After our trip, I merged back into a daily routine, which now included a five-minute self-breast massage; I started to panic. What if this isn’t a pulled muscle? What if this is my body slowly dying from the inside?
“What if this is breast cancer?” I thought in a fleeting moment. I quickly brushed that possibility off. I was only 32 — there was no way.
After a week of wondering and worrying, I finally called my gynecologist and said, “I’m not sure what I have, but it isn’t going away.” Her response was casual: “Why don’t you just come in. We’ll take a look.” No one seemed to be worried, so I wasn’t either.
“I feel what you’re talking about,” she said, doing a breast exam later that week. “You might be right. It could be a muscle, but make an appointment for a sonogram. Let’s just be sure.” Still, no one seemed to be worried, so I followed suit.
I scheduled my sonogram on a Friday in between a pedicure and lunch with a friend. Little did I know that this day would take a hard left somewhere around 1 p.m. The sonogram tech and I chatted casually, and I was relieved when she guided the sonogram over the top of my left breast and the picture remained clear. I was blissfully unaware of the 1.8-centimeter dark spot that appeared on my lower left breast until the tech said, “I think we need to do a mammogram.”

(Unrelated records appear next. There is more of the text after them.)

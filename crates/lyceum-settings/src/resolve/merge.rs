//! Merge primitives used throughout resolution.
//!
//! Every document key resolves through exactly one of these policies:
//!
//! - [`overlay`] / [`overlay_opt`]: the document value, when present,
//!   replaces the default wholesale.
//! - [`merge_map`]: map entries merge one key at a time, document wins.
//! - [`deep_merge`]: like [`merge_map`], but nested maps merge one level
//!   deeper instead of being replaced.
//! - [`extend_list`]: document entries append to the default list.

use std::collections::BTreeMap;

use serde_yaml::Value;

/// Replaces the slot when the document supplies a value.
pub(crate) fn overlay<T: Clone>(slot: &mut T, value: &Option<T>) {
    if let Some(value) = value {
        *slot = value.clone();
    }
}

/// Replaces an optional slot when the document supplies a value.
///
/// An absent key keeps whatever the slot held; there is no way to unset a
/// defaulted `Some` through this policy.
pub(crate) fn overlay_opt<T: Clone>(slot: &mut Option<T>, value: &Option<T>) {
    if value.is_some() {
        slot.clone_from(value);
    }
}

/// Merges document entries into the map one key at a time.
pub(crate) fn merge_map<V: Clone>(
    base: &mut BTreeMap<String, V>,
    additions: &Option<BTreeMap<String, V>>,
) {
    if let Some(additions) = additions {
        for (key, value) in additions {
            base.insert(key.clone(), value.clone());
        }
    }
}

/// Merges document entries two levels deep.
///
/// When both sides hold a mapping under the same key, the sub-keys merge;
/// any other combination replaces. Nesting deeper than two levels still
/// replaces, matching how sandbox options have always resolved.
pub(crate) fn deep_merge(
    base: &mut BTreeMap<String, Value>,
    additions: &Option<BTreeMap<String, Value>>,
) {
    let Some(additions) = additions else {
        return;
    };
    for (key, value) in additions {
        match (base.get_mut(key), value) {
            (Some(Value::Mapping(existing)), Value::Mapping(incoming)) => {
                for (sub_key, sub_value) in incoming {
                    existing.insert(sub_key.clone(), sub_value.clone());
                }
            }
            _ => {
                base.insert(key.clone(), value.clone());
            }
        }
    }
}

/// Appends document entries to the list.
pub(crate) fn extend_list<T: Clone>(base: &mut Vec<T>, additions: &Option<Vec<T>>) {
    if let Some(additions) = additions {
        base.extend(additions.iter().cloned());
    }
}

// =============================================================================
// Tests
// =============================================================================

#[cfg(test)]
mod tests {
    use super::*;

    #[test]
    fn test_overlay() {
        let mut slot = "default".to_string();
        overlay(&mut slot, &None);
        assert_eq!(slot, "default");

        overlay(&mut slot, &Some("override".to_string()));
        assert_eq!(slot, "override");

        // An explicitly empty value is still a value.
        overlay(&mut slot, &Some(String::new()));
        assert_eq!(slot, "");
    }

    #[test]
    fn test_overlay_opt_cannot_unset() {
        let mut slot = Some("default".to_string());
        overlay_opt(&mut slot, &None);
        assert_eq!(slot.as_deref(), Some("default"));

        overlay_opt(&mut slot, &Some("override".to_string()));
        assert_eq!(slot.as_deref(), Some("override"));
    }

    #[test]
    fn test_merge_map_document_wins() {
        let mut base: BTreeMap<String, i32> =
            [("kept".to_string(), 1), ("beaten".to_string(), 2)].into();
        let additions = Some([("beaten".to_string(), 20), ("new".to_string(), 3)].into());

        merge_map(&mut base, &additions);

        assert_eq!(base["kept"], 1);
        assert_eq!(base["beaten"], 20);
        assert_eq!(base["new"], 3);
    }

    #[test]
    fn test_deep_merge_merges_nested_maps() {
        let mut base: BTreeMap<String, Value> = BTreeMap::new();
        base.insert(
            "limits".to_string(),
            serde_yaml::from_str("{CPU: 1, REALTIME: 3}").unwrap(),
        );
        base.insert("python_bin".to_string(), Value::from("/usr/bin/python"));

        let additions: BTreeMap<String, Value> =
            serde_yaml::from_str("{limits: {REALTIME: 5}, python_bin: /opt/bin/python}").unwrap();
        deep_merge(&mut base, &Some(additions));

        let limits = base["limits"].as_mapping().unwrap();
        assert_eq!(limits.get("REALTIME"), Some(&Value::from(5)));
        assert_eq!(limits.get("CPU"), Some(&Value::from(1)));
        assert_eq!(base["python_bin"], Value::from("/opt/bin/python"));
    }

    #[test]
    fn test_deep_merge_scalar_replaces_map() {
        let mut base: BTreeMap<String, Value> = BTreeMap::new();
        base.insert("limits".to_string(), serde_yaml::from_str("{CPU: 1}").unwrap());

        let additions: BTreeMap<String, Value> =
            serde_yaml::from_str("{limits: disabled}").unwrap();
        deep_merge(&mut base, &Some(additions));

        assert_eq!(base["limits"], Value::from("disabled"));
    }

    #[test]
    fn test_extend_list_appends() {
        let mut base = vec!["a".to_string()];
        extend_list(&mut base, &None);
        assert_eq!(base, ["a"]);

        extend_list(&mut base, &Some(vec!["b".to_string()]));
        assert_eq!(base, ["a", "b"]);
    }
}
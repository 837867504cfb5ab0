//! Final derivation pass.
//!
//! Runs after overrides, fan-out, and extensions, and fills every value
//! computed *from* other resolved values: queue names, the broker URL,
//! routing keys, derived URLs, and storage paths. Each value is recomputed
//! from the document and the already-resolved state, so running the pass
//! again over its own output changes nothing.

use std::collections::BTreeSet;
use std::path::PathBuf;

use serde_yaml::{Mapping, Value};

use crate::document::Document;
use crate::schema::{QueueNames, Settings};
use crate::schema::{FILESYSTEM_STORAGE, OBJECT_STORE_STORAGE};

/// Name the collected static assets directory is appended under.
const STATIC_ASSETS_DIR: &str = "staticfiles";
/// Path suffix for the learner enrollment API.
const ENROLLMENT_API_PATH: &str = "/api/enrollment/v1/";
const ENTERPRISE_API_PATH: &str = "/enterprise/api/v1/";
const CONSENT_API_PATH: &str = "/consent/api/v1/";
/// Component entry that picks up licensing and video-source keys.
const VIDEO_COMPONENT: &str = "video";

pub(crate) fn finalize(settings: &mut Settings, doc: &Document) {
    finalize_site(settings, doc);
    finalize_storage(settings, doc);
    finalize_queues(settings, doc);
    finalize_routing(settings, doc);
    finalize_enterprise(settings, doc);
    finalize_components(settings);
}

fn finalize_site(settings: &mut Settings, doc: &Document) {
    let site = &mut settings.site;
    site.internal_root_url = doc
        .lms_internal_root_url
        .clone()
        .or_else(|| site.root_url.clone());
    site.merchant_name = doc
        .cc_merchant_name
        .clone()
        .unwrap_or_else(|| site.platform_name.clone());

    // Specialized support links fall back to the general support site.
    site.id_verification_support_link = doc
        .id_verification_support_link
        .clone()
        .unwrap_or_else(|| site.support_site_link.clone());
    site.password_reset_support_link = doc
        .password_reset_support_link
        .clone()
        .unwrap_or_else(|| site.support_site_link.clone());
    site.activation_email_support_link = doc
        .activation_email_support_link
        .clone()
        .unwrap_or_else(|| site.support_site_link.clone());

    let mut hosts = vec!["*".to_string()];
    hosts.extend(site.lms_base.clone());
    if let Some(preview) = settings.features.preview_base() {
        hosts.push(preview.to_string());
    }
    settings.site.allowed_hosts = hosts;
}

fn finalize_storage(settings: &mut Settings, doc: &Document) {
    let storage = &mut settings.storage;
    storage.static_root = storage
        .static_root_base
        .as_ref()
        .map(|base| PathBuf::from(base).join(STATIC_ASSETS_DIR));

    if let Some(base) = &doc.static_url_base {
        storage.static_url = if base.ends_with('/') {
            base.clone()
        } else {
            format!("{base}/")
        };
    }

    storage.default_file_storage = doc.default_file_storage.clone().unwrap_or_else(|| {
        if storage.has_object_store() {
            OBJECT_STORE_STORAGE.to_string()
        } else {
            FILESYSTEM_STORAGE.to_string()
        }
    });
}

fn finalize_queues(settings: &mut Settings, doc: &Document) {
    let worker = &mut settings.worker;
    let queue_variant = settings.config_prefix.to_lowercase();
    let prefix = format!("{}.{}", worker.queue_namespace, queue_variant);

    let names = QueueNames::for_prefix(&prefix);
    worker.default_exchange = format!("{prefix}core");
    worker.default_queue = names.default_priority.clone();
    worker.default_routing_key = names.default_priority.clone();

    let mut queues: BTreeSet<String> = match &doc.worker_queues {
        Some(list) => list.iter().cloned().collect(),
        None => names.iter().map(str::to_string).collect(),
    };
    // Consuming another variant's default queue lets one worker serve
    // several services. The set folds duplicates away.
    for alternate in &worker.alternate_queue_variants {
        let alternate_prefix = format!("{}.{}.", worker.queue_namespace, alternate.to_lowercase());
        queues.insert(QueueNames::for_prefix(&alternate_prefix).default_priority);
    }
    worker.queues = queues;

    worker.high_priority_queue = names.high_priority;
    worker.default_priority_queue = names.default_priority;
    worker.high_mem_queue = names.high_mem;
    worker.broker_url = worker.broker.url();
}

fn finalize_routing(settings: &mut Settings, doc: &Document) {
    let worker = &mut settings.worker;

    // Bulk email defaults to the high-mem queue so one large course cannot
    // starve everything else; small jobs keep the default queue.
    settings.email.bulk.routing_key = doc
        .bulk_email_routing_key
        .clone()
        .unwrap_or_else(|| worker.high_mem_queue.clone());
    settings.email.bulk.routing_key_small_jobs = doc
        .bulk_email_routing_key_small_jobs
        .clone()
        .unwrap_or_else(|| worker.default_priority_queue.clone());

    worker.routing.grades_download = doc
        .grades_download_routing_key
        .clone()
        .unwrap_or_else(|| worker.high_mem_queue.clone());
    worker.routing.entitlements_expiration = doc
        .entitlements_expiration_routing_key
        .clone()
        .unwrap_or_else(|| worker.default_priority_queue.clone());
    worker.routing.credentials_generation = doc
        .credentials_generation_routing_key
        .clone()
        .unwrap_or_else(|| worker.default_priority_queue.clone());
    worker.routing.coursegraph_jobs = doc
        .coursegraph_job_queue
        .clone()
        .unwrap_or_else(|| worker.default_priority_queue.clone());
}

fn finalize_enterprise(settings: &mut Settings, doc: &Document) {
    let enterprise = &mut settings.services.enterprise;
    let root = settings.site.root_url.as_deref();
    let internal = settings.site.internal_root_url.as_deref();

    enterprise.public_enrollment_api_url = doc
        .enterprise_public_enrollment_api_url
        .clone()
        .or_else(|| root.map(|url| format!("{url}{ENROLLMENT_API_PATH}")));
    enterprise.enrollment_api_url = doc
        .enterprise_enrollment_api_url
        .clone()
        .or_else(|| internal.map(|url| format!("{url}{ENROLLMENT_API_PATH}")));
    enterprise.api_url = doc
        .enterprise_api_url
        .clone()
        .or_else(|| internal.map(|url| format!("{url}{ENTERPRISE_API_PATH}")));
    enterprise.consent_api_url = doc
        .enterprise_consent_api_url
        .clone()
        .or_else(|| internal.map(|url| format!("{url}{CONSENT_API_PATH}")));
}

/// The video component always carries the licensing flag and, when
/// configured, the external video source key.
fn finalize_components(settings: &mut Settings) {
    let licensing = settings.features.licensing();
    let youtube_api_key = settings.services.youtube_api_key.clone();

    let entry = settings
        .registries
        .component_settings
        .entry(VIDEO_COMPONENT.to_string())
        .or_insert_with(|| Value::Mapping(Mapping::new()));
    if !matches!(entry, Value::Mapping(_)) {
        *entry = Value::Mapping(Mapping::new());
    }
    if let Value::Mapping(map) = entry {
        map.insert(
            Value::from("licensing_enabled"),
            Value::Bool(licensing),
        );
        if let Some(key) = youtube_api_key {
            map.insert(Value::from("youtube_api_key"), Value::String(key));
        }
    }
}

// ====== Tests ======

#[cfg(test)]
mod tests {
    use super::*;

    #[test]
    fn test_queue_names_derive_from_namespace_and_variant() {
        let mut settings = Settings::default();
        settings.config_prefix = "lms.".to_string();
        let doc = Document::default();

        finalize(&mut settings, &doc);

        assert_eq!(settings.worker.default_priority_queue, "lyceum.lms.core.default");
        assert_eq!(settings.worker.high_priority_queue, "lyceum.lms.core.high");
        assert_eq!(settings.worker.high_mem_queue, "lyceum.lms.core.high_mem");
        assert_eq!(settings.worker.default_exchange, "lyceum.lms.core");
        assert_eq!(settings.worker.default_queue, "lyceum.lms.core.default");
        assert_eq!(settings.worker.queues.len(), 3);
    }

    #[test]
    fn test_alternate_variants_add_their_default_queues() {
        let mut settings = Settings::default();
        settings
            .worker
            .alternate_queue_variants
            .push("CMS".to_string());
        let doc = Document::default();

        finalize(&mut settings, &doc);

        assert!(settings.worker.queues.contains("lyceum.cms.core.default"));
        assert_eq!(settings.worker.queues.len(), 4);
    }

    #[test]
    fn test_duplicate_alternate_queue_folds_away() {
        let mut settings = Settings::default();
        settings
            .worker
            .alternate_queue_variants
            .extend(["cms".to_string(), "cms".to_string()]);
        let doc = Document::default();

        finalize(&mut settings, &doc);
        assert_eq!(settings.worker.queues.len(), 4);
    }

    #[test]
    fn test_document_queue_list_replaces_derived_set() {
        let mut settings = Settings::default();
        let doc = Document::from_yaml("WORKER_QUEUES:\n  - custom.q1\n  - custom.q2").unwrap();

        finalize(&mut settings, &doc);

        assert_eq!(
            settings.worker.queues.iter().collect::<Vec<_>>(),
            ["custom.q1", "custom.q2"]
        );
    }

    #[test]
    fn test_routing_keys_default_to_derived_queues() {
        let mut settings = Settings::default();
        let doc = Document::default();

        finalize(&mut settings, &doc);

        assert_eq!(settings.email.bulk.routing_key, "lyceum.core.high_mem");
        assert_eq!(
            settings.email.bulk.routing_key_small_jobs,
            "lyceum.core.default"
        );
        assert_eq!(settings.worker.routing.grades_download, "lyceum.core.high_mem");
        assert_eq!(
            settings.worker.routing.entitlements_expiration,
            "lyceum.core.default"
        );
    }

    #[test]
    fn test_routing_key_document_override_wins() {
        let mut settings = Settings::default();
        let doc = Document::from_yaml("BULK_EMAIL_ROUTING_KEY: bulk.custom").unwrap();

        finalize(&mut settings, &doc);
        assert_eq!(settings.email.bulk.routing_key, "bulk.custom");
    }

    #[test]
    fn test_internal_root_url_falls_back_to_public() {
        let mut settings = Settings::default();
        settings.site.root_url = Some("https://lyceum.example.edu".to_string());
        let doc = Document::default();

        finalize(&mut settings, &doc);
        assert_eq!(
            settings.site.internal_root_url.as_deref(),
            Some("https://lyceum.example.edu")
        );
    }

    #[test]
    fn test_enterprise_urls_derive_from_roots() {
        let mut settings = Settings::default();
        settings.site.root_url = Some("https://lyceum.example.edu".to_string());
        let doc = Document::from_yaml("LMS_INTERNAL_ROOT_URL: http://lms.internal").unwrap();

        finalize(&mut settings, &doc);

        assert_eq!(
            settings.services.enterprise.public_enrollment_api_url.as_deref(),
            Some("https://lyceum.example.edu/api/enrollment/v1/")
        );
        assert_eq!(
            settings.services.enterprise.enrollment_api_url.as_deref(),
            Some("http://lms.internal/api/enrollment/v1/")
        );
        assert_eq!(
            settings.services.enterprise.api_url.as_deref(),
            Some("http://lms.internal/enterprise/api/v1/")
        );
        assert_eq!(
            settings.services.enterprise.consent_api_url.as_deref(),
            Some("http://lms.internal/consent/api/v1/")
        );
    }

    #[test]
    fn test_allowed_hosts_include_bases() {
        let mut settings = Settings::default();
        settings.site.lms_base = Some("lyceum.example.edu".to_string());
        settings
            .features
            .set("PREVIEW_LMS_BASE", "preview.lyceum.example.edu");
        let doc = Document::default();

        finalize(&mut settings, &doc);

        assert_eq!(
            settings.site.allowed_hosts,
            ["*", "lyceum.example.edu", "preview.lyceum.example.edu"]
        );
    }

    #[test]
    fn test_static_url_base_gains_trailing_slash() {
        let mut settings = Settings::default();
        let doc = Document::from_yaml("STATIC_URL_BASE: /assets").unwrap();

        finalize(&mut settings, &doc);
        assert_eq!(settings.storage.static_url, "/assets/");
    }

    #[test]
    fn test_static_root_derives_from_base() {
        let mut settings = Settings::default();
        settings.storage.static_root_base = Some("/var/lyceum".to_string());
        let doc = Document::default();

        finalize(&mut settings, &doc);
        assert_eq!(
            settings.storage.static_root,
            Some(PathBuf::from("/var/lyceum/staticfiles"))
        );
    }

    #[test]
    fn test_default_file_storage_follows_credentials() {
        let mut settings = Settings::default();
        let doc = Document::default();
        finalize(&mut settings, &doc);
        assert_eq!(settings.storage.default_file_storage, FILESYSTEM_STORAGE);

        settings.storage.access_key_id = Some("AKLYCEUM".to_string());
        settings.storage.secret_access_key = Some("shhh".to_string());
        finalize(&mut settings, &doc);
        assert_eq!(settings.storage.default_file_storage, OBJECT_STORE_STORAGE);
    }

    #[test]
    fn test_video_component_settings_are_injected() {
        let mut settings = Settings::default();
        settings.features.set("LICENSING", true);
        settings.services.youtube_api_key = Some("yt-key".to_string());
        let doc = Document::default();

        finalize(&mut settings, &doc);

        let video = settings
            .registries
            .component_settings
            .get("video")
            .and_then(Value::as_mapping)
            .unwrap();
        assert_eq!(video.get("licensing_enabled"), Some(&Value::Bool(true)));
        assert_eq!(
            video.get("youtube_api_key"),
            Some(&Value::String("yt-key".to_string()))
        );
    }

    #[test]
    fn test_finalize_is_idempotent() {
        let mut settings = Settings::default();
        settings.site.lms_base = Some("lyceum.example.edu".to_string());
        settings.config_prefix = "lms.".to_string();
        let doc = Document::from_yaml("ALTERNATE_WORKER_QUEUES:\n  - cms").unwrap();
        settings.worker.apply(&doc);

        finalize(&mut settings, &doc);
        let first = settings.clone();
        finalize(&mut settings, &doc);
        assert_eq!(settings, first);
    }
}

The panic set in, and from that day on, my life was forever changed. From the sonogram to the mammogram to the biopsy that confirmed it was breast cancer, it was all a blur — a mess of doctors visits and phone calls. A life that had been halted and my course redirected.
Somewhere in the middle of my yearlong cancer adventure, someone said to me, “You’re so lucky you thought you pulled a muscle. You never would have found the cancer otherwise.” And they were right.
If I had ignored what my body was trying to tell me, there is a chance I would not be alive today. My breast cancer was caught early; it had not spread to other parts of my body. My course of treatment was aggressive. My oncologist likes to say, “We threw the book at your cancer,” and after a long year, I was given the all clear.
I don’t like to think about what would have happened if I had continued to ignore the signals I was being sent, and I can say with 100 percent certainty that I will never make that rookie move again, nonrefundable plane tickets or not.
We tend to forget we are living, breathing organisms; our bodies are constantly giving us cues about what we need. When we’re hungry, our stomachs growl. When we’re dehydrated, our heads ache. It’s our job to listen.
Do you need to panic over every twitch and ache? Probably not. Could you probably be a little more aware of what signals are being sent to your brain? Probably. We’re only given one body in this life; if you love and respect it, it will love and respect you right back.